BEGIN
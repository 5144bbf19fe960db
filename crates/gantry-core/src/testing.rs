//! Shared fixtures for unit tests.

use std::sync::Arc;

use chrono::Utc;
use gantry_common::{EtcdConfig, GatewayInfo, ResourceKind, ResourceStatus};
use gantry_etcd::{MemoryEtcdConnector, MemoryEtcdStore};
use gantry_persistence::{
    DraftChangeSet, DraftFilter, DraftRow, GatewayPersistence, MemoryPersistService,
    ResourcePersistence,
};
use serde_json::Value;

use crate::context::GatewayContext;
use crate::document::ResourceDocument;
use crate::registry::capability;
use crate::scheduler::ResyncHandle;
use crate::service::{GatewayRuntime, GatewayScope};

pub fn gateway_info() -> GatewayInfo {
    GatewayInfo {
        id: 0,
        name: "gw-test".to_string(),
        apisix_type: "apisix".to_string(),
        apisix_version: "3.11.X".to_string(),
        etcd: EtcdConfig {
            endpoints: vec!["127.0.0.1:2379".to_string()],
            prefix: "/apisix".to_string(),
            ..Default::default()
        },
        read_only: false,
        last_synced_at: None,
    }
}

pub struct Fixture {
    pub persistence: Arc<MemoryPersistService>,
    pub etcd: Arc<MemoryEtcdStore>,
    pub gateway: GatewayInfo,
    runtime: Arc<GatewayRuntime>,
}

impl Fixture {
    pub async fn new() -> Self {
        Self::with_gateway(gateway_info()).await
    }

    pub async fn with_gateway(mut gateway: GatewayInfo) -> Self {
        let persistence = Arc::new(MemoryPersistService::new());
        let etcd = Arc::new(MemoryEtcdStore::new());
        gateway.id = persistence.gateway_create(&gateway, "admin").await.unwrap();
        let runtime = Arc::new(GatewayRuntime::new(
            persistence.clone(),
            Arc::new(MemoryEtcdConnector::new(etcd.clone())),
        ));
        Self {
            persistence,
            etcd,
            gateway,
            runtime,
        }
    }

    pub fn runtime(&self) -> Arc<GatewayRuntime> {
        self.runtime.clone()
    }

    pub fn context(&self) -> GatewayContext {
        GatewayContext::new(self.gateway.clone(), "admin")
    }

    pub fn scope(&self) -> GatewayScope {
        self.scope_with(ResyncHandle::disabled())
    }

    pub fn scope_with(&self, resync: ResyncHandle) -> GatewayScope {
        GatewayScope::new(
            self.context(),
            self.persistence.clone(),
            self.etcd.clone(),
            resync,
        )
    }

    pub fn draft_row(
        &self,
        kind: ResourceKind,
        id: &str,
        config: &str,
        status: ResourceStatus,
    ) -> DraftRow {
        let doc = ResourceDocument::parse(config).unwrap();
        capability(kind)
            .to_draft_row(
                self.gateway.id,
                id,
                &doc,
                status,
                "admin",
                Utc::now().naive_utc(),
            )
            .unwrap()
    }

    /// Inserts a draft row directly, bypassing the state machine.
    pub async fn insert_draft(
        &self,
        kind: ResourceKind,
        id: &str,
        config: &str,
        status: ResourceStatus,
    ) -> DraftRow {
        let row = self.draft_row(kind, id, config, status);
        self.persistence
            .resource_apply(
                self.gateway.id,
                kind,
                DraftChangeSet {
                    inserts: vec![row.clone()],
                    ..Default::default()
                },
            )
            .await
            .unwrap();
        row
    }

    pub async fn find_draft(&self, kind: ResourceKind, id: &str) -> Option<DraftRow> {
        self.persistence
            .resource_find(
                self.gateway.id,
                kind,
                &DraftFilter::by_ids(&[id.to_string()]),
            )
            .await
            .unwrap()
            .pop()
    }

    pub fn etcd_json(&self, key: &str) -> Option<Value> {
        self.etcd
            .value(key)
            .map(|raw| serde_json::from_str(&raw).unwrap())
    }
}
END
**What you need to do**.
Check each line above for the string "GatewayRuntime" and copy the ones that have it.

**Solution below**.
use crate::service::{GatewayRuntime, GatewayScope};
    runtime: Arc<GatewayRuntime>,
        let runtime = Arc::new(GatewayRuntime::new(
    pub fn runtime(&self) -> Arc<GatewayRuntime> {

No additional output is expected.